Chris Winterton’s Folk takes place in the Australian town of Fareham during the early 20th century. In the respectable part of town, the mayor and his supporters are pushing for “temperance,” or alcohol prohibition. In the not-so-respectable area, there is a rising tide of crime and violence, spearheaded by a loosely organized gang of juvenile delinquents known as the Folk Devils. And to add fuel to the fire, a carnival-circus comes to town headed by the glib-tongued but shady Harry Bailey, who has his own under-the-table sideline. In the center of everything is Milton O’Farrell, a working-class lad who is torn between his days working in his father’s humdrum tailor shop and his nights playing in the carnival’s band, surrounded by the glamorous carnival life. On top of it all, Milton begins to ask questions about his deceased mother — about whom his father will reveal nothing. Put these elements all together, and you’ve got a recipe for disaster!

Chris Winterton must be quite a history buff, since he knows so much about the Australian milieu of that long-ago era. His depictions ring true, such as his accounts of the town’s rigid class structure and his re-creation of the different accents used by the upper and lower classes.
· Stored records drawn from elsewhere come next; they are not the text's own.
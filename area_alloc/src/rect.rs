// Copyright 2025 the Vello Authors
// SPDX-License-Identifier: Apache-2.0 OR MIT

//! Integer rectangle geometry used by the allocator.

use smallvec::SmallVec;

/// An axis-aligned rectangle with its origin at the top-left corner.
#[derive(Copy, Clone, Debug, Default, PartialEq, Eq, Hash)]
pub struct Rect {
    /// Left edge.
    pub x: u32,
    /// Top edge.
    pub y: u32,
    /// Horizontal extent.
    pub width: u32,
    /// Vertical extent.
    pub height: u32,
}

impl Rect {
    /// Create a new rectangle.
    pub const fn new(x: u32, y: u32, width: u32, height: u32) -> Self {
        Self {
            x,
            y,
            width,
            height,
        }
    }

    /// Create a rectangle of the given size positioned at the origin.
    pub const fn from_size(width: u32, height: u32) -> Self {
        Self::new(0, 0, width, height)
    }

    /// The exclusive right edge, clamped to `u32::MAX`.
    pub const fn max_x(self) -> u32 {
        self.x.saturating_add(self.width)
    }

    /// The exclusive bottom edge, clamped to `u32::MAX`.
    pub const fn max_y(self) -> u32 {
        self.y.saturating_add(self.height)
    }

    /// Whether either dimension is zero.
    pub const fn is_empty(self) -> bool {
        self.width == 0 || self.height == 0
    }

    /// The number of cells covered by the rectangle.
    pub const fn area(self) -> u64 {
        self.width as u64 * self.height as u64
    }

    /// Whether a `width` by `height` rectangle fits inside this one.
    pub const fn fits(self, width: u32, height: u32) -> bool {
        self.width >= width && self.height >= height
    }

    /// Whether the two rectangles share any cell.
    ///
    /// Empty rectangles never intersect anything.
    pub fn intersects(self, other: Self) -> bool {
        !self.is_empty()
            && !other.is_empty()
            && self.x < other.max_x()
            && other.x < self.max_x()
            && self.y < other.max_y()
            && other.y < self.max_y()
    }

    /// Whether `other` lies entirely within this rectangle.
    pub fn contains_rect(self, other: Self) -> bool {
        other.x >= self.x
            && other.y >= self.y
            && other.max_x() <= self.max_x()
            && other.max_y() <= self.max_y()
    }

    /// Carve a `width` by `height` rectangle out of the top-left corner and return what is left.
    ///
    /// The remainders come in a fixed order: the strip to the right of the carved
    /// rectangle, the strip below it, then the diagonal corner. Only remainders with a
    /// positive size are returned, and together they tile `self` minus the carved part.
    ///
    /// ```text
    ///  +--------+-------+
    ///  | carved | right |
    ///  +--------+-------+
    ///  | bottom | diag  |
    ///  +--------+-------+
    /// ```
    pub(crate) fn split(self, width: u32, height: u32) -> SmallVec<[Self; 3]> {
        debug_assert!(self.fits(width, height), "split size must fit");

        let extra_width = self.width - width;
        let extra_height = self.height - height;
        let mut remainders = SmallVec::new();

        if extra_width > 0 {
            remainders.push(Self::new(self.x + width, self.y, extra_width, height));
        }
        if extra_height > 0 {
            remainders.push(Self::new(self.x, self.y + height, width, extra_height));
        }
        if extra_width > 0 && extra_height > 0 {
            remainders.push(Self::new(
                self.x + width,
                self.y + height,
                extra_width,
                extra_height,
            ));
        }

        remainders
    }

    /// Merge two rectangles that share one full edge.
    ///
    /// Only exact edge alignment counts: the rectangles must have the same `x` and
    /// `width` and touch vertically, or the same `y` and `height` and touch
    /// horizontally. Anything else (L-shapes, partially shared edges) returns `None`.
    pub(crate) fn merge(self, other: Self) -> Option<Self> {
        if self.x == other.x && self.width == other.width {
            if self.max_y() == other.y {
                return Some(Self::new(
                    self.x,
                    self.y,
                    self.width,
                    self.height + other.height,
                ));
            }
            if other.max_y() == self.y {
                return Some(Self::new(
                    self.x,
                    other.y,
                    self.width,
                    self.height + other.height,
                ));
            }
        }

        if self.y == other.y && self.height == other.height {
            if self.max_x() == other.x {
                return Some(Self::new(
                    self.x,
                    self.y,
                    self.width + other.width,
                    self.height,
                ));
            }
            if other.max_x() == self.x {
                return Some(Self::new(
                    other.x,
                    self.y,
                    self.width + other.width,
                    self.height,
                ));
            }
        }

        None
    }
}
Winterton’s characters are complex, not just black and white. Even carnival operator Bailey, who doesn’t think twice about fleecing the townspeople, has a moral code – he “takes care of his own” retinue of performers and hangers-on. Winterton also uses the clever device of a flashback sub-plot, showing how Milton’s father Edward first came to the town and how he became a tailor. All in all, Folk is one of the best books I’ve reviewed for this site.